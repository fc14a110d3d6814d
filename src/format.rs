//! Rendering of dates with date-fns style patterns (`dd/MM/yyyy`).
//!
//! Supported tokens: `d`, `dd`, `M`, `MM`, `MMM`, `MMMM`, `y`, `yy`,
//! `yyyy`, `E`/`EE`/`EEE`, `EEEE`, `EEEEE`. Text in single quotes is
//! literal (`''` is a quote); any other character is copied through.

use std::borrow::Cow;

use crate::{CalendarDate, DayNameStyle, LocaleProfile};

/// Renders `date` according to `pattern`, taking names from `profile`.
pub fn format_date(date: CalendarDate, pattern: &str, profile: &LocaleProfile) -> String {
    let mut out = String::with_capacity(pattern.len() + 8);
    let mut chars = pattern.chars().peekable();

    while let Some(c) = chars.next() {
        match c {
            '\'' => {
                if chars.peek() == Some(&'\'') {
                    chars.next();
                    out.push('\'');
                    continue;
                }
                while let Some(lit) = chars.next() {
                    if lit != '\'' {
                        out.push(lit);
                    } else if chars.peek() == Some(&'\'') {
                        chars.next();
                        out.push('\'');
                    } else {
                        break;
                    }
                }
            },
            'd' | 'M' | 'y' | 'E' => {
                let mut width = 1;
                while chars.peek() == Some(&c) {
                    chars.next();
                    width += 1;
                }
                out.push_str(&field_text(date, c, width, profile));
            },
            other => out.push(other),
        }
    }

    out
}

fn field_text(
    date: CalendarDate,
    token: char,
    width: usize,
    profile: &LocaleProfile,
) -> Cow<'static, str> {
    let (day, month, year) = (date.day().get(), date.month().get(), date.year().get());
    match (token, width) {
        ('d', 1) => day.to_string().into(),
        ('d', _) => format!("{day:02}").into(),
        ('M', 1) => month.to_string().into(),
        ('M', 2) => format!("{month:02}").into(),
        ('M', 3) => profile.month_name_short(date.month()).into(),
        ('M', _) => profile.month_name(date.month()).into(),
        ('y', 1) => year.to_string().into(),
        ('y', 2) => format!("{:02}", year % 100).into(),
        ('y', _) => format!("{year:0width$}").into(),
        ('E', 4) => profile.day_name(date.weekday(), DayNameStyle::Full).into(),
        ('E', 5..) => profile.day_name(date.weekday(), DayNameStyle::Min).into(),
        _ => profile.day_name(date.weekday(), DayNameStyle::Short).into(),
    }
}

▶ [Work to complete]:
Could you please find every line of the listing above holding the string "Some" and copy it?

▶ [Exercise result]:
    while let Some(c) = chars.next() {
                if chars.peek() == Some(&'\'') {
                while let Some(lit) = chars.next() {
                    } else if chars.peek() == Some(&'\'') {
                while chars.peek() == Some(&c) {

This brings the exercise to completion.